L’Amérique modèle et les deux modèles de l’Amérique

« Si tu préfères la richesse à la liberté, rentre chez toi en paix, et agenouille-toi pour lécher les bottes du tyran qui te nourris » – Samuel Adams

 

Lorsqu’on se replonge dans les tréfonds de l’Histoire américaine, il est toujours surprenant de tomber sur une culture politique des États-Unis qui nous semble inconnue. Quoi de plus paradoxal en effet que le pays du Patriot Act et de Donald Trump ait eu pour Père Fondateur un Benjamin Franklin qui déclare : « Un peuple prêt à sacrifier un peu de liberté pour un peu de sécurité ne mérite ni l’une ni l’autre, et finit par perdre les deux » ? Pour autant, c’est bien ce même pays qui a connu deux évolutions opposées à partir des mêmes références passées.

En France, il est difficile d’appréhender les États-Unis sans un dédain intellectuel mêlé à un bagage de préjugés que les évènements récents ne semblent que confirmer : une Amérique superficielle, mercantile, bigote, violente, sensationnaliste, raciste, machiste, xénophobe et ignorante de tout ce qui l’entoure, si ce n’est plus. En clair, le symbole du beauf et de la téléréalité, que Trump ou la télévision n’ont fait qu’incarner lors de la campagne présidentielle, et qui semble confirmer les pires craintes exposées par le film Idiocracy. Malgré un amour du comparatisme, souvent sélectif, entre l’Oncle Sam et notre propre civilisation « européenne », il s’avère que notre rapport aux États-Unis est bien plus ambigu qu’on veut bien le penser. En effet, cette Amérique-là, on la reproduit pourtant : à l’entreprise, à la télévision, dans nos écoles de commerce, dans notre langage, jusqu’en politique même. Il est alors hypocrite de fustiger Goldman Sachs lorsqu’en secret on rêve d’être Di Caprio dans Le Loup de Wall Street ou qu’on s’émerveille devant le Tonight Show : ce que beaucoup rejette dans les États-Unis, c’est finalement une partie d’eux-mêmes. Cette fascination-rejet, ce « je t’aime moi non plus » de la frustration, c’est l’Histoire qu’on veut se raconter et que l’Amérique se raconte depuis une trentaine d’années. Pour ne pas dire depuis toujours.

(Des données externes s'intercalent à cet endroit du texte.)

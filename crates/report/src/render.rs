use std::fmt::Write;

use crate::{DecodeError, RadarPoint, ReportView, ReportViewModel};

const BAR_WIDTH: usize = 20;

pub fn render_view(view: &ReportView) -> String {
    match view {
        ReportView::Ready(model) => render_report(model),
        ReportView::NoData { reason } => render_no_data(reason.as_ref()),
    }
}

pub fn render_report(model: &ReportViewModel) -> String {
    let mut output = String::new();
    let max_label = model
        .max
        .map(|max| max.to_string())
        .unwrap_or_else(|| "n/a".to_string());

    let _ = writeln!(output, "# Evaluation Results");
    let _ = writeln!(output);
    let _ = writeln!(output, "Total Score      {} / {}", model.total, max_label);
    let _ = writeln!(
        output,
        "Percentile       {}% ({} performance)",
        model.percentage,
        model.tier.label()
    );
    let _ = writeln!(output, "Feedback Points  {}", model.feedback_count());
    let _ = writeln!(output);
    let _ = writeln!(output, "## Skill Radar");

    if model.radar_series.is_empty() {
        let _ = writeln!(output, "No category scores reported.");
    } else {
        let label_width = model
            .radar_series
            .iter()
            .map(|point| point.category.chars().count())
            .max()
            .unwrap_or_default();
        for point in &model.radar_series {
            let _ = writeln!(
                output,
                "{:<label_width$}  [{}] {}/{}",
                point.category,
                bar(point),
                point.value,
                point.scale_max
            );
        }
    }

    if !model.category_breakdown.is_empty() {
        let _ = writeln!(output);
        let _ = writeln!(output, "## Category Breakdown");
        for card in &model.category_breakdown {
            let _ = writeln!(
                output,
                "{} {}/100 ({})",
                card.category.to_uppercase(),
                card.value,
                card.tier.label()
            );
            let _ = writeln!(output, "   {}", card.insight);
        }
    }

    let _ = writeln!(output);
    let _ = writeln!(output, "## Development Opportunities");
    if model.opportunities.is_empty() {
        let _ = writeln!(output, "No feedback provided.");
    } else {
        for (index, opportunity) in model.opportunities.iter().enumerate() {
            let _ = writeln!(output, "{}. {}", index + 1, opportunity.evidence);
            let _ = writeln!(output, "   -> {}", opportunity.suggestion);
        }
    }

    output
}

pub fn render_no_data(reason: Option<&DecodeError>) -> String {
    let mut output = String::new();
    let _ = writeln!(output, "No evaluation data found");
    if let Some(reason) = reason {
        let _ = writeln!(output, "({reason})");
    }
    let _ = writeln!(
        output,
        "Please return to complete an assessment or open the demo data."
    );
    output
}

fn bar(point: &RadarPoint) -> String {
    let ratio = if point.scale_max > 0.0 {
        (point.value / point.scale_max).clamp(0.0, 1.0)
    } else {
        0.0
    };
    let filled = (ratio * BAR_WIDTH as f64).round() as usize;
    format!("{}{}", "#".repeat(filled), ".".repeat(BAR_WIDTH - filled))
}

Cependant, il existe une autre Amérique, certes occultée, mais que l’ascension de Bernie Sanders a remis sur le devant de la scène : et c’est à cette Amérique, celle finalement que les intellectuels français oublient pour mieux dénoncer « les États-Unis », cet espèce d’institution monolithique regroupant les banques, le Second Amendement, la CIA et le gouvernement, que nous allons nous intéresser.

L’américanophobie est une vieille rengaine typiquement française, qu’on retrouve déjà chez Tocqueville (avec toujours cette fascination coupable) et que la Guerre Froide n’a fait qu’accentuer. Néanmoins, dès les années 50, les intellectuels marxistes de Saint-Germain des Prés s’émerveillaient du jazz, de la beat generation et des films noirs ; dans les années 60, c’était le mouvement hippie et les westerns ; dans les années 70, le rock progressif et le Nouvel Hollywood ; de nos jours, la folk et Noam Chomsky. Autant de choses interdites en URSS d’ailleurs.

Ce qu’on pourrait appeler « l’Amérique de gauche », c’est finalement une Amérique dépolitisée, mais particulièrement engagée, qui nous entoure au quotidien mais dont on préfère oublier l’américanité : Bob Dylan, Woody Allen et le progressisme californien de Berkeley. Stanley Kubrick n’était-il d’ailleurs pas américain, tout comme les postcolonial studies, les gender studies ? L’activisme américain sur les campus n’inspire-t-il pas les étudiants français à l’université, de même que le langage politique du rap, la sociologie interactionniste et la psychologie des séries ?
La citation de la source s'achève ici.